E’ vero, secondo la Corte, che le fattispecie astratte descritte nel primo comma dell’art. 147 della legge n. 89 del 1913 abbracciano condotte di disvalore non necessariamente omogeneo, comprendendo in particolare qualsiasi condotta, attinente alla vita pubblica o privata, che comprometta, «in qualunque modo», la «dignità e reputazione» del notaio nonché «il decoro e prestigio della classe notarile», ma l’applicazione della massima sanzione della destituzione scatta, a norma del secondo comma dello stesso articolo, soltanto quando il notaio sia stato ritenuto responsabile, per la terza volta nell’arco di un decennio, di uno degli illeciti previsti dal primo comma, e alla specifica condizione che per i primi due illeciti egli sia stato condannato alla sanzione della sospensione.

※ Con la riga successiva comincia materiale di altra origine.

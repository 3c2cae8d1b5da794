use opentelemetry::{KeyValue, metrics::MeterProvider};
use opentelemetry_otlp::WithExportConfig;
use opentelemetry_sdk::{
    Resource,
    metrics::{MeterProviderBuilder, PeriodicReader, SdkMeterProvider},
};
use std::time::{Duration, Instant};

pub struct Metrics {
    pub requests: opentelemetry::metrics::Counter<u64>,
    pub request_duration: opentelemetry::metrics::Histogram<f64>,
}

impl Metrics {
    pub fn new(provider: &SdkMeterProvider) -> Self {
        let meter = provider.meter("toyland");

        Self {
            requests: meter
                .u64_counter("toyland_requests_total")
                .with_description("Toy requests by operation and outcome")
                .build(),
            request_duration: meter
                .f64_histogram("toyland_request_duration_milliseconds")
                .with_description("Toy request duration")
                .build(),
        }
    }

    /// Count one finished request and its duration.
    pub fn record(&self, operation: &'static str, outcome: &'static str, start: Instant) {
        self.requests.add(
            1,
            &[
                KeyValue::new("operation", operation),
                KeyValue::new("outcome", outcome),
            ],
        );

        let duration_ms = start.elapsed().as_secs_f64() * 1000.0;
        self.request_duration
            .record(duration_ms, &[KeyValue::new("operation", operation)]);
    }
}

pub fn init_metrics() -> Result<(SdkMeterProvider, Metrics), anyhow::Error> {
    let endpoint = std::env::var("OTEL_EXPORTER_OTLP_ENDPOINT")
        .unwrap_or_else(|_| "http://localhost:18888".to_string());

    let service_name =
        std::env::var("OTEL_SERVICE_NAME").unwrap_or_else(|_| "toyland".to_string());

    let resource = Resource::new(vec![KeyValue::new("service.name", service_name)]);

    let exporter = opentelemetry_otlp::MetricExporter::builder()
        .with_tonic()
        .with_endpoint(&endpoint)
        .build()?;

    let reader = PeriodicReader::builder(exporter, opentelemetry_sdk::runtime::Tokio)
        .with_interval(Duration::from_secs(15))
        .build();

    let provider = MeterProviderBuilder::default()
        .with_resource(resource)
        .with_reader(reader)
        .build();

    let metrics = Metrics::new(&provider);

    Ok((provider, metrics))
}

/// Metrics backed by a provider with no exporter.
pub fn detached_metrics() -> Metrics {
    Metrics::new(&MeterProviderBuilder::default().build())
}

Infondati sono altresì i dubbi di costituzionalità della disciplina censurata sollevati con riferimento all’art. 24 Cost. circa la compressione del diritto di difesa del notaio incolpato.

La Corte Costituzionale ha quindi dichiarato non fondate tutte le questioni di legittimità costituzionale dell’art. 147, secondo comma, della legge 16 febbraio 1913, n. 89.